I roasted some parsnips fries for lunch today. OMG – they are incredible in my humble taste buds’ opinion. I LOVE them. Sweet, earthy, caramelized, scrumptious. And as I ate the first couple fries, I had a sudden flashback to the early 90’s.
I was a new homeowner, living with my ex in a cute little bungalow we had renovated from top to bottom. And one day, an elderly neighbour from across the street rang the doorbell. He introduced himself and explained that he had a huge garden – and too much produce for him and his wife to consume by themselves. He proudly handed me a plastic bag full of dirty, root-like looking things. “What are they?” I asked. I honestly had no idea. “Parsnips.” he replied.
Hmmm. I thanked him profusely as my puzzled brain tried to work out why anyone would think it was a good idea to eat what he had given us.
The parsnips sat in their bag in the kitchen for a few days. Peeking out. Staring at me. I did think about going to the library to see how one might cook a parsnip (this was before internet was omnipresent in our lives). But, life was busy and I never turned the thought into action. So the healthy, yummy parsnips from the kind old man across the street were thrown away.

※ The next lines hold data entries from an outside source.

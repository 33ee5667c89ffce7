//! `tracing-subscriber` setup.
//!
//! No OpenTelemetry exporter is wired up; dashboards and trace collection
//! are an external-tooling concern outside this crate's scope. Every
//! `uvn-*` crate uses the `tracing` facade uniformly, and this is the one
//! place the agent and registry processes install a subscriber for it.

use tracing_subscriber::{layer::SubscriberExt, util::SubscriberInitExt, EnvFilter, Layer};

use crate::{TelemetryConfig, TelemetryError};

/// Guard returned by [`init_tracing`]. Dropping it is a no-op; it exists
/// so callers have a value to hold for the lifetime of the process,
/// matching the shape of a real exporter guard.
pub struct TracingGuard {
    _private: (),
}

pub fn init_tracing(config: &TelemetryConfig) -> Result<TracingGuard, TelemetryError> {
    let env_filter = EnvFilter::try_from_default_env()
        .or_else(|_| EnvFilter::try_new(&config.log_level))
        .map_err(|e| TelemetryError::TracerInit(e.to_string()))?;

    if config.json_logs {
        let json_layer = tracing_subscriber::fmt::layer()
            .json()
            .with_target(true)
            .with_thread_ids(true)
            .with_file(true)
            .with_line_number(true);

        tracing_subscriber::registry()
            .with(env_filter)
            .with(config.console_output.then_some(json_layer))
            .try_init()
            .map_err(|e| TelemetryError::TracerInit(e.to_string()))?;
    } else {
        let fmt_layer = tracing_subscriber::fmt::layer()
            .with_target(true)
            .with_thread_ids(false)
            .with_file(false)
            .with_line_number(false)
            .with_ansi(true);

        tracing_subscriber::registry()
            .with(env_filter)
            .with(config.console_output.then_some(fmt_layer))
            .try_init()
            .map_err(|e| TelemetryError::TracerInit(e.to_string()))?;
    }

    tracing::info!(service = %config.service_name, "tracing initialized");

    Ok(TracingGuard { _private: () })
}

#[cfg(test)]
mod tests {
    // Installing a global subscriber from unit tests would race with every
    // other test in the binary; covered by the agent's own integration tests.
}
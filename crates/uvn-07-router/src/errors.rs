use shared_types::errors::{Classified, Severity};

#[derive(Debug, Clone, thiserror::Error)]
pub enum RouterError {
    #[error("failed to write router config to {0}: {1}")]
    ConfigWriteFailed(String, String),
    #[error("failed to start routing daemon: {0}")]
    StartFailed(String),
    #[error("failed to stop routing daemon: {0}")]
    StopFailed(String),
    #[error("router query '{0}' failed: {1}")]
    QueryFailed(String, String),
    #[error("router query '{0}' returned output that could not be parsed: {1}")]
    QueryParseFailed(String, String),
}

impl Classified for RouterError {
    fn severity(&self) -> Severity {
        match self {
            Self::ConfigWriteFailed(_, _) => Severity::Configuration,
            _ => Severity::Network,
        }
    }
}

Now, this is not a cooking blog. I am not a chef or a foodie. I am an adequate cook who is trying to eat more healthily, like so many of us these days. And I am still a bit miffed at myself for throwing away that opportunity to discover my love of parsnips at least 15 years earlier!
What else have I missed out on because I didn’t take action? Or because I didn’t like the look of something, or I didn’t make the effort to look beneath the surface? Perhaps I never got to really know and connect with a special person because they seemed too distant and hard-to-read initially. Perhaps I missed out on discovering some really great books because the cover didn’t appeal to me.
What if we reframed our reactions to things and people that initially turn us off or scare us? I’m not suggesting we open ourselves up wholesale to people and things that are truly repellant, or energy-draining. I’m suggesting we simply go a bit further, a bit more frequently.
What if we decided to ask a couple more questions, to research a bit more? What could we discover? The possibilities are great. Less conflict and more connection. Less comparison and more understanding. Less judgment and more acceptance. Less missing out and more enjoyment.
I firmly believe that we benefit from leaning in and choosing to ask questions and listen closely. When we are open to seeking out dissenting opinions and appreciating styles that are different from our own, it broadens our perspective and, far from causing us to lose our voices, allows us to get clarity and conviction around what we really do stand for and believe in.
How about you? (Food for thought)
What is an example in your life where you avoided something or someone for ages (maybe years), only to discover you loved it or them much later? How did that experience broaden your perspective?
Think of someone at work or in your life that you perhaps haven’t given enough of a chance. What might happen if you tried to lean in a bit? What are the possibilities? What else could you try?
What is something that is making you feel a bit stuck and you aren’t taking action for some reason? What is ONE crazily small step you could take today that moves you in the direction you want to go?